Perhaps the Chefs most powerful quality is his smile, which he does allot!

Dani García
El Calima, Marbella
When it comes to energy, Chef Garcia leads the pack> The chef started by bringing out his big toy – a tank of liquid nitrogen.
Loading an emulsion of sherry, tomato water and olive oil into a whipped cream dispenser, and then into a into the liquid nitrogen bath for just a few seconds.
The mixture instantly froze into what he calls “popcorn” which he then serves with oysters topped with olive oil, tomato and cherry.
For an Andalusian, this dish would trigger taste memories of familiar dishes, but be in a completely different form. This is the chefs magic, he plays with your senses!

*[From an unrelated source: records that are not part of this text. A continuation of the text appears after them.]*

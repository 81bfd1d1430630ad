//! Entities: the player, enemies and the shooter's bullet
//!
//! Every entity shares a [`Body`] (transform, velocity, collision flags) and
//! carries a [`Role`] holding only what its behavior needs.

use glam::Vec2;

use super::collision::{resolve_horizontal, resolve_vertical};
use super::roster::Handle;
use super::tilemap::TileMap;
use crate::clamp_unit;
use crate::consts::{ANIMATION_FPS, PLAYER_SHEET_COLUMNS, PLAYER_SHEET_ROWS, PLAYER_WALK_FRAMES};
use crate::tuning::{BodyTuning, Tuning};

/// Player or enemy
#[derive(Debug, Clone, Copy, PartialEq, Eq)]
pub enum EntityKind {
    Player,
    Enemy,
}

/// Immutable behavior category
#[derive(Debug, Clone, Copy, PartialEq, Eq)]
pub enum AiType {
    None,
    Guard,
    Shooter,
    Stalker,
    Bullet,
}

/// Mutable behavior phase
#[derive(Debug, Clone, Copy, PartialEq, Eq, Default)]
pub enum AiState {
    #[default]
    Idle,
    Walking,
    Attacking,
}

/// Tile contacts found during the last physics step
#[derive(Debug, Clone, Copy, PartialEq, Eq, Default)]
pub struct Contacts {
    pub top: bool,
    pub bottom: bool,
    pub left: bool,
    pub right: bool,
}

/// Shared physics and transform state
#[derive(Debug, Clone, PartialEq)]
pub struct Body {
    pub position: Vec2,
    pub velocity: Vec2,
    pub acceleration: Vec2,
    /// Movement intent, length at most 1
    pub movement: Vec2,
    /// Collision box (width, height)
    pub size: Vec2,
    /// Render scale
    pub scale: Vec2,
    pub speed: f32,
    pub jump_power: f32,
    pub contacts: Contacts,
}

impl Body {
    pub fn new(tuning: &BodyTuning, position: Vec2) -> Self {
        Self {
            position,
            velocity: Vec2::ZERO,
            acceleration: Vec2::new(0.0, tuning.gravity),
            movement: Vec2::ZERO,
            size: Vec2::new(tuning.width, tuning.height),
            scale: Vec2::splat(tuning.scale),
            speed: tuning.speed,
            jump_power: tuning.jump_power,
            contacts: Contacts::default(),
        }
    }

    #[inline]
    pub fn half_extents(&self) -> Vec2 {
        self.size / 2.0
    }

    /// Set the movement intent, rescaling it to length 1 if it is longer
    pub fn set_movement_intent(&mut self, intent: Vec2) {
        self.movement = clamp_unit(intent);
    }

    pub fn is_grounded(&self) -> bool {
        self.contacts.bottom
    }

    /// Jump if standing on something. Returns whether the jump happened;
    /// airborne requests are ignored.
    pub fn request_jump(&mut self) -> bool {
        if !self.contacts.bottom {
            return false;
        }
        self.velocity.y = self.jump_power;
        true
    }

    /// Advance one fixed step: gravity, intent, then Y and X moves each
    /// followed by their own tile resolution.
    pub fn step(&mut self, map: &TileMap, dt: f32, terminal_velocity: f32) {
        self.contacts = Contacts::default();

        self.velocity.y += self.acceleration.y * dt;
        self.velocity.y = self.velocity.y.max(-terminal_velocity);
        self.velocity.x = clamp_unit(self.movement).x * self.speed;

        // Vertical first: landing wins over a same-tick wall hit
        self.position.y += self.velocity.y * dt;
        resolve_vertical(self, map);

        self.position.x += self.velocity.x * dt;
        resolve_horizontal(self, map);
    }
}

/// Sprite-sheet row selection for directional animations
#[derive(Debug, Clone, Copy, PartialEq, Eq)]
pub enum Facing {
    Left,
    Right,
    Up,
    Down,
}

impl Facing {
    fn index(self) -> usize {
        match self {
            Facing::Left => 0,
            Facing::Right => 1,
            Facing::Up => 2,
            Facing::Down => 3,
        }
    }
}

/// Frame-based sprite animation over a sprite sheet
#[derive(Debug, Clone, PartialEq)]
pub struct SpriteAnimation {
    /// Sheet cells per facing, indexed by [`Facing`]
    pub index_sets: [[u32; PLAYER_WALK_FRAMES]; 4],
    pub facing: Facing,
    /// Position in the cycle, always below `PLAYER_WALK_FRAMES`
    frame: usize,
    timer: f32,
    pub columns: u32,
    pub rows: u32,
}

impl SpriteAnimation {
    /// The player's four-direction walk cycle
    pub fn player_walk() -> Self {
        Self {
            index_sets: [
                [8, 11, 13, 15], // left
                [0, 3, 5, 7],    // right
                [2, 6, 10, 14],  // up
                [0, 4, 8, 12],   // down
            ],
            facing: Facing::Right,
            frame: 0,
            timer: 0.0,
            columns: PLAYER_SHEET_COLUMNS,
            rows: PLAYER_SHEET_ROWS,
        }
    }

    pub fn face(&mut self, facing: Facing) {
        self.facing = facing;
    }

    /// Step the walk cycle; frames only advance while moving
    pub fn advance(&mut self, moving: bool, dt: f32) {
        if !moving {
            return;
        }
        self.timer += dt;
        if self.timer >= 1.0 / ANIMATION_FPS {
            self.timer = 0.0;
            self.frame = (self.frame + 1) % PLAYER_WALK_FRAMES;
        }
    }

    pub fn frame(&self) -> usize {
        self.frame
    }

    /// Current sprite-sheet cell
    pub fn cell(&self) -> u32 {
        self.index_sets[self.facing.index()][self.frame]
    }
}

/// Shooter-specific state
#[derive(Debug, Clone, Copy, PartialEq)]
pub struct ShooterBrain {
    /// The bullet this shooter fires (owned by the roster)
    pub bullet: Handle,
    /// Seconds until the next shot is allowed
    pub cooldown: f32,
    /// Side the player was last seen on (-1 or 1)
    pub last_seen_side: f32,
}

/// Bullet-specific state
#[derive(Debug, Clone, Copy, PartialEq)]
pub struct BulletState {
    /// Where the bullet parks while inactive
    pub reset_position: Vec2,
    /// X coordinate of the last launch
    pub launch_x: f32,
}

/// Per-variant behavior data
#[derive(Debug, Clone, PartialEq)]
pub enum Role {
    Player,
    Guard,
    Shooter(ShooterBrain),
    Stalker,
    Bullet(BulletState),
}

/// A simulated entity
#[derive(Debug, Clone, PartialEq)]
pub struct Entity {
    pub body: Body,
    pub role: Role,
    pub ai_state: AiState,
    /// Inactive entities are skipped by physics, AI and render
    pub active: bool,
    pub animation: Option<SpriteAnimation>,
}

impl Entity {
    fn with_role(tuning: &BodyTuning, position: Vec2, role: Role) -> Self {
        Self {
            body: Body::new(tuning, position),
            role,
            ai_state: AiState::Idle,
            active: true,
            animation: None,
        }
    }

    pub fn player(tuning: &BodyTuning, position: Vec2) -> Self {
        Self::with_role(tuning, position, Role::Player)
    }

    pub fn guard(tuning: &BodyTuning, position: Vec2) -> Self {
        Self::with_role(tuning, position, Role::Guard)
    }

    pub fn stalker(tuning: &BodyTuning, position: Vec2) -> Self {
        Self::with_role(tuning, position, Role::Stalker)
    }

    pub fn shooter(tuning: &BodyTuning, position: Vec2, bullet: Handle) -> Self {
        Self::with_role(
            tuning,
            position,
            Role::Shooter(ShooterBrain {
                bullet,
                cooldown: 0.0,
                last_seen_side: 1.0,
            }),
        )
    }

    /// Bullets start parked and inactive
    pub fn bullet(tuning: &BodyTuning, reset_position: Vec2) -> Self {
        let mut entity = Self::with_role(
            tuning,
            reset_position,
            Role::Bullet(BulletState {
                reset_position,
                launch_x: reset_position.x,
            }),
        );
        entity.active = false;
        entity
    }

    pub fn with_animation(mut self, animation: SpriteAnimation) -> Self {
        self.animation = Some(animation);
        self
    }

    pub fn kind(&self) -> EntityKind {
        match self.role {
            Role::Player => EntityKind::Player,
            _ => EntityKind::Enemy,
        }
    }

    pub fn ai_type(&self) -> AiType {
        match self.role {
            Role::Player => AiType::None,
            Role::Guard => AiType::Guard,
            Role::Shooter(_) => AiType::Shooter,
            Role::Stalker => AiType::Stalker,
            Role::Bullet(_) => AiType::Bullet,
        }
    }

    pub fn is_bullet(&self) -> bool {
        matches!(self.role, Role::Bullet(_))
    }

    pub fn position(&self) -> Vec2 {
        self.body.position
    }

    pub fn deactivate(&mut self) {
        self.active = false;
    }

    /// Input contract: set where the entity wants to go this tick
    pub fn set_movement_intent(&mut self, intent: Vec2) {
        self.body.set_movement_intent(intent);
        if let Some(animation) = &mut self.animation {
            if intent.x < 0.0 {
                animation.face(Facing::Left);
            } else if intent.x > 0.0 {
                animation.face(Facing::Right);
            }
        }
    }

    /// Input contract: jump if grounded, otherwise ignored
    pub fn request_jump(&mut self) -> bool {
        self.active && self.body.request_jump()
    }

    /// Physics and animation for one fixed step. Inactive entities don't move.
    pub fn update_physics(&mut self, map: &TileMap, tuning: &Tuning, dt: f32) {
        if !self.active {
            return;
        }
        self.body.step(map, dt, tuning.terminal_velocity);
        if let Some(animation) = &mut self.animation {
            animation.advance(self.body.movement != Vec2::ZERO, dt);
        }
    }

    /// True once the entity has fallen past the bottom of the map plus margin
    pub fn below_death_line(&self, map: &TileMap, margin: f32) -> bool {
        self.body.position.y < map.bottom_bound() - margin
    }

    /// Send the bullet from `origin` along `direction`. Ignored when the
    /// bullet is already in flight or this is not a bullet.
    pub fn launch_bullet(&mut self, origin: Vec2, direction: f32) -> bool {
        let Role::Bullet(state) = &mut self.role else {
            return false;
        };
        if self.active {
            return false;
        }
        state.launch_x = origin.x;
        self.body.position = origin;
        self.body.velocity = Vec2::ZERO;
        self.body.set_movement_intent(Vec2::new(direction, 0.0));
        self.ai_state = AiState::Walking;
        self.active = true;
        true
    }

    /// Park the bullet at its reset position and deactivate it
    pub fn reset_bullet(&mut self) {
        if let Role::Bullet(state) = &self.role {
            self.body.position = state.reset_position;
            self.body.velocity = Vec2::ZERO;
            self.body.movement = Vec2::ZERO;
            self.body.contacts = Contacts::default();
            self.ai_state = AiState::Idle;
            self.active = false;
        }
    }
}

The chef uses liquid nitrogen to create a frozen "crispy" skin around Iberian ham, which he tops with a mixture of ground dehydrated peas and bread crumbs, covered by a poached quail egg. Using the whipped cream dispenser again to spray a ham-infused cream into the liquid nitrogen, creating a “cloud” with a crunchy skin, which then serves promptly.
The “cloud” rest on top of the eggs, so that when you break through the cloud, you find the soft quail yolk waiting for you. Perhaps this is a new twist on an old Andalusian dish of peas, ham, and eggs.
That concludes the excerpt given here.